Disamping itu faktor resiko kehamilan dan persalinan juga berperan dalam diagnosis ini.
Ikterus/hiperbilirubinemia pada bayi. Faktor resiko itu antara lain adalah kehamilan dengan
komplikasi, obat yang diberikan pada ibu selama hamil/persalinan, kehamilan dengan
diabetes millitus, gawat janin malnutrisi intrauterin, infeksi intranatal, dan lain-lain.1
Pemeriksaan Fisik
Metode visual memiliki angka kesalahan yang tinggi, namun masih dapat digunakan
apabila tidak ada alat. Pemeriksaan ini sulit diterapkan pada neonatus kulit berwarna, karena
besarnya bias penilaian. Secara evidence pemeriksaan metode visual tidak direkomendasikan,
namun apabila terdapat keterbatasan alat masih boleh digunakan untuk tujuan skrining dan
bayi dengan skrining positif segera dirujuk untuk diagnostik dan tata laksana lebih lanjut.
1
WHO dalam panduannya menerangkan cara menentukan ikterus secara visual, sebagai
berikut:
Pemeriksaan dilakukan dengan pencahayaan yang cukup (di siang hari dengan cahaya
matahari) karena ikterus bisa terlihat lebih parah bila dilihat dengan pencahayaan
buatan dan bisa tidak terlihat pada pencahayaan yang kurang.
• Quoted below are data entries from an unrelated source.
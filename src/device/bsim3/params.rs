//! BSIM3 model and instance parameters.

/// Declares the plain numeric model parameters with their defaults and the
/// keyed setter the netlist layer uses.
macro_rules! model_params {
    ($( $(#[$doc:meta])* $field:ident = $default:expr ),* $(,)?) => {
        #[derive(Debug, Clone)]
        pub struct ModelParams {
            /// `1` for NMOS, `-1` for PMOS.
            pub typ: f64,
            /// Long-channel zero-bias threshold; polarity-signed.
            pub vth0: Option<f64>,
            pub k1: Option<f64>,
            pub k2: Option<f64>,
            pub gamma1: Option<f64>,
            pub gamma2: Option<f64>,
            pub tnom: Option<f64>,
            pub dlc: Option<f64>,
            pub dwc: Option<f64>,
            $( $(#[$doc])* pub $field: f64, )*
        }

        impl Default for ModelParams {
            fn default() -> Self {
                Self {
                    typ: 1.0,
                    vth0: None,
                    k1: None,
                    k2: None,
                    gamma1: None,
                    gamma2: None,
                    tnom: None,
                    dlc: None,
                    dwc: None,
                    $( $field: $default, )*
                }
            }
        }

        impl ModelParams {
            /// Set a parameter by name. Returns `false` for unknown names.
            pub fn set(&mut self, name: &str, value: f64) -> bool {
                match name {
                    "type" => self.typ = if value < 0.0 { -1.0 } else { 1.0 },
                    "nmos" => self.typ = 1.0,
                    "pmos" => self.typ = -1.0,
                    "vth0" | "vtho" => self.vth0 = Some(value),
                    "k1" => self.k1 = Some(value),
                    "k2" => self.k2 = Some(value),
                    "gamma1" => self.gamma1 = Some(value),
                    "gamma2" => self.gamma2 = Some(value),
                    "tnom" => self.tnom = Some(value),
                    "dlc" => self.dlc = Some(value),
                    "dwc" => self.dwc = Some(value),
                    $( stringify!($field) => self.$field = value, )*
                    _ => return false,
                }
                true
            }
        }
    };
}

model_params! {
    /// Gate oxide thickness (m).
    tox = 150e-10,
    /// Junction depth (m).
    xj = 1.5e-7,
    /// Channel doping (cm^-3).
    npeak = 1.7e17,
    /// Substrate doping (cm^-3).
    nsub = 6.0e16,
    /// Poly gate doping (cm^-3); zero disables the check.
    ngate = 0.0,
    vbm = -3.0,
    xt = 1.55e-7,
    k3 = 80.0,
    k3b = 0.0,
    w0 = 2.5e-6,
    /// Lateral non-uniform doping (m).
    nlx = 1.74e-7,
    dvt0 = 2.2,
    dvt1 = 0.53,
    dvt0w = 0.0,
    dvt1w = 5.3e6,
    eta0 = 0.08,
    etab = -0.07,
    dsub = 0.56,
    /// Low-field mobility; values above 1 are taken as cm^2/Vs.
    u0 = 670.0,
    ua = 2.25e-9,
    ub = 5.87e-19,
    uc = -4.65e-11,
    /// Saturation velocity (m/s).
    vsat = 8.0e4,
    a0 = 1.0,
    a1 = 0.0,
    a2 = 1.0,
    b0 = 0.0,
    b1 = 0.0,
    keta = -0.047,
    voff = -0.08,
    nfactor = 1.0,
    cdsc = 2.4e-4,
    cit = 0.0,
    pclm = 1.3,
    delta = 0.01,
    kt1 = -0.11,
    kt1l = 0.0,
    kt2 = 0.022,
    ute = -1.5,
    ua1 = 4.31e-9,
    ub1 = -7.61e-18,
    uc1 = -5.6e-11,
    at = 3.3e4,
    lint = 0.0,
    wint = 0.0,
    /// Drain/source diffusion sheet resistance (Ω/sq).
    rsh = 0.0,
    /// Junction saturation current density (A/m^2).
    js = 1.0e-4,
    jssw = 0.0,
    cj = 5.0e-4,
    mj = 0.5,
    pb = 1.0,
    cjsw = 5.0e-10,
    mjsw = 0.33,
    pbsw = 1.0,
    cgso = 0.0,
    cgdo = 0.0,
    cgbo = 0.0,
}

impl ModelParams {
    /// Zero-bias threshold in the device's own polarity.
    pub fn vth0(&self) -> f64 {
        self.vth0.unwrap_or(0.7 * self.typ)
    }

    pub fn u0_si(&self) -> f64 {
        if self.u0 > 1.0 {
            self.u0 * 1e-4
        } else {
            self.u0
        }
    }
}

/// Per-instance geometry, flags and initial conditions.
#[derive(Debug, Clone)]
pub struct InstanceParams {
    pub l: f64,
    pub w: f64,
    pub ad: f64,
    pub as_: f64,
    pub pd: f64,
    pub ps: f64,
    pub nrd: f64,
    pub nrs: f64,
    pub off: bool,
    pub icvds: Option<f64>,
    pub icvgs: Option<f64>,
    pub icvbs: Option<f64>,
}

impl Default for InstanceParams {
    fn default() -> Self {
        Self {
            l: 5e-6,
            w: 5e-6,
            ad: 0.0,
            as_: 0.0,
            pd: 0.0,
            ps: 0.0,
            nrd: 1.0,
            nrs: 1.0,
            off: false,
            icvds: None,
            icvgs: None,
            icvbs: None,
        }
    }
}

impl InstanceParams {
    pub fn set(&mut self, name: &str, value: f64) -> bool {
        match name {
            "l" => self.l = value,
            "w" => self.w = value,
            "ad" => self.ad = value,
            "as" => self.as_ = value,
            "pd" => self.pd = value,
            "ps" => self.ps = value,
            "nrd" => self.nrd = value,
            "nrs" => self.nrs = value,
            "off" => self.off = value != 0.0,
            "icvds" => self.icvds = Some(value),
            "icvgs" => self.icvgs = Some(value),
            "icvbs" => self.icvbs = Some(value),
            _ => return false,
        }
        true
    }
}

#[cfg(test)]
mod tests {
    use super::*;

    #[test]
    fn keyed_setter_covers_declared_fields() {
        let mut m = ModelParams::default();
        assert!(m.set("tox", 1e-8));
        assert!(m.set("pmos", 1.0));
        assert!(m.set("k1", 0.5));
        assert!(!m.set("no_such_param", 1.0));
        assert_eq!(m.tox, 1e-8);
        assert_eq!(m.typ, -1.0);
        assert_eq!(m.k1, Some(0.5));
        assert_eq!(m.vth0(), -0.7);
    }

    #[test]
    fn mobility_units_normalized() {
        let m = ModelParams::default();
        assert!((m.u0_si() - 0.067).abs() < 1e-12);
    }
}
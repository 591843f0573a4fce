//! Performance statistics collection for `--stats` output.

use std::time::{Duration, Instant};

/// Counters and phase timings accumulated over a run.
#[derive(Debug, Clone)]
pub struct Stats {
    total_start: Instant,
    phases: Vec<(&'static str, Duration)>,
    pub newton_iterations: u32,
    pub newton_failures: u32,
    pub device_load: Duration,
    pub linear_solve: Duration,
    pub linear_solves: u32,
    pub factorizations: u32,
    pub reorders: u32,
    pub timesteps_accepted: u32,
    pub timesteps_rejected: u32,
    pub sweep_points_failed: u32,
}

impl Default for Stats {
    fn default() -> Self {
        Self::new()
    }
}

impl Stats {
    pub fn new() -> Self {
        Self {
            total_start: Instant::now(),
            phases: Vec::new(),
            newton_iterations: 0,
            newton_failures: 0,
            device_load: Duration::ZERO,
            linear_solve: Duration::ZERO,
            linear_solves: 0,
            factorizations: 0,
            reorders: 0,
            timesteps_accepted: 0,
            timesteps_rejected: 0,
            sweep_points_failed: 0,
        }
    }

    /// Record a completed phase with its duration.
    pub fn add_phase(&mut self, name: &'static str, duration: Duration) {
        self.phases.push((name, duration));
    }

    pub fn phases(&self) -> &[(&'static str, Duration)] {
        &self.phases
    }

    /// Print the stats table to stderr.
    pub fn display(&self) {
        let total = self.total_start.elapsed();
        eprintln!();
        eprintln!("=== nodal statistics ===");

        for (name, dur) in &self.phases {
            eprintln!("  {:<24} {:>8.3}s", name, dur.as_secs_f64());
        }

        if self.newton_iterations > 0 {
            eprintln!("  Newton iterations:      {}", self.newton_iterations);
            eprintln!("    Failed solves:        {}", self.newton_failures);
            eprintln!("    Device load:          {:>8.3}s", self.device_load.as_secs_f64());
            eprintln!("    Linear solve:         {:>8.3}s", self.linear_solve.as_secs_f64());
        }

        if self.linear_solves > 0 {
            eprintln!(
                "  Linear solves:          {}  (factorizations={} reorders={})",
                self.linear_solves, self.factorizations, self.reorders
            );
        }

        if self.timesteps_accepted > 0 || self.timesteps_rejected > 0 {
            eprintln!(
                "  Timesteps:              accepted={}  rejected={}",
                self.timesteps_accepted, self.timesteps_rejected
            );
        }

        if self.sweep_points_failed > 0 {
            eprintln!("  Failed sweep points:    {}", self.sweep_points_failed);
        }

        eprintln!("  ─────────────────────────────────");
        eprintln!("  Total:                  {:>8.3}s", total.as_secs_f64());
    }
}
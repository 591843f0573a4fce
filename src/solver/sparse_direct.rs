//! faer-backed sparse LU for the real system.
//!
//! faer computes its own fill-reducing ordering on every factorization,
//! so `request_reorder` only affects the complex path, which stays on
//! the native LU.

use super::lu::SparseLu;
use super::LinearSolver;
use crate::error::{NodalError, Result};
use crate::sparse::CsrMatrix;
use faer::prelude::*;
use faer::sparse::{SparseColMat, Triplet};
use num_complex::Complex64;

#[derive(Debug)]
pub struct FaerSolver {
    complex: SparseLu<Complex64>,
    factorizations: u32,
}

impl FaerSolver {
    pub fn new(pivrel: f64, pivtol: f64) -> Self {
        Self {
            complex: SparseLu::new(pivrel, pivtol),
            factorizations: 0,
        }
    }
}

impl LinearSolver for FaerSolver {
    fn solve_real(&mut self, a: &CsrMatrix<f64>, b: &mut [f64]) -> Result<()> {
        self.factorizations += 1;
        solve_real_sparse_lu(a, b)
    }

    fn solve_complex(&mut self, a: &CsrMatrix<Complex64>, b: &mut [Complex64]) -> Result<()> {
        self.complex.factor(a)?;
        self.complex.solve(b)
    }

    fn request_reorder(&mut self) {
        self.complex.request_reorder();
    }

    fn complex_determinant(&self) -> Complex64 {
        self.complex.determinant()
    }

    fn counters(&self) -> (u32, u32) {
        (
            self.factorizations + self.complex.factorizations,
            self.factorizations + self.complex.reorders,
        )
    }
}

/// Solve a real-valued linear system with faer's sparse LU, in place.
pub fn solve_real_sparse_lu(a: &CsrMatrix<f64>, b: &mut [f64]) -> Result<()> {
    let n = a.nrows;
    if a.ncols != n || b.len() != n {
        return Err(NodalError::Analysis(format!(
            "dimension mismatch: matrix is {}x{}, rhs length is {}",
            a.nrows,
            a.ncols,
            b.len()
        )));
    }
    if n == 0 {
        return Ok(());
    }

    let mut triplets = Vec::with_capacity(a.values.len());
    for row in 0..n {
        for idx in a.row_pointers[row]..a.row_pointers[row + 1] {
            let val = a.values[idx];
            if !val.is_finite() {
                return Err(NodalError::SingularMatrix { column: a.col_indices[idx] });
            }
            triplets.push(Triplet::new(row, a.col_indices[idx], val));
        }
    }

    let a_sp = SparseColMat::<usize, f64>::try_new_from_triplets(n, n, &triplets)
        .map_err(|e| NodalError::Analysis(format!("sparse matrix build failed: {e:?}")))?;

    let lu = a_sp.sp_lu().map_err(|e| {
        tracing::debug!(?e, "faer sparse LU failed");
        NodalError::SingularMatrix { column: 0 }
    })?;

    let rhs = faer::Mat::<f64>::from_fn(n, 1, |i, _| b[i]);
    let x = lu.solve(rhs);

    for (i, out) in b.iter_mut().enumerate() {
        let xi = x[(i, 0)];
        if !xi.is_finite() {
            return Err(NodalError::SingularMatrix { column: i });
        }
        *out = xi;
    }
    Ok(())
}

#[cfg(test)]
mod tests {
    use super::*;

    #[test]
    fn sparse_lu_solves_known_2x2() {
        let a = CsrMatrix::from_triplets(2, 2, &[(0, 0, 2.0), (0, 1, 1.0), (1, 0, 5.0), (1, 1, 7.0)]);
        let mut b = vec![11.0, 13.0];
        solve_real_sparse_lu(&a, &mut b).expect("sparse LU should solve");
        assert!((b[0] - 64.0 / 9.0).abs() < 1e-10);
        assert!((b[1] + 29.0 / 9.0).abs() < 1e-10);
    }

    #[test]
    fn sparse_lu_reports_singular() {
        let a = CsrMatrix::from_triplets(2, 2, &[(0, 0, 1.0), (1, 0, 1.0)]);
        let mut b = vec![1.0, 1.0];
        let err = solve_real_sparse_lu(&a, &mut b).expect_err("matrix should be singular");
        assert!(err.is_convergence_failure());
    }
}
Tekan kulit bayi dengan lembut dengan jari untuk mengetahui warna di bawah kulit
dan jaringan subkutan.
Tentukan keparahan ikterus berdasarkan umur bayi dan bagian tubuh yang tampak
kuning.
Pemeriksaan Penunjang1
Pengukuran bilirubin diindikasikan jika:
ikterus pada usia kurang dari 24 jam
ikterus tampaknya signifikan pada pemeriksaan klinis.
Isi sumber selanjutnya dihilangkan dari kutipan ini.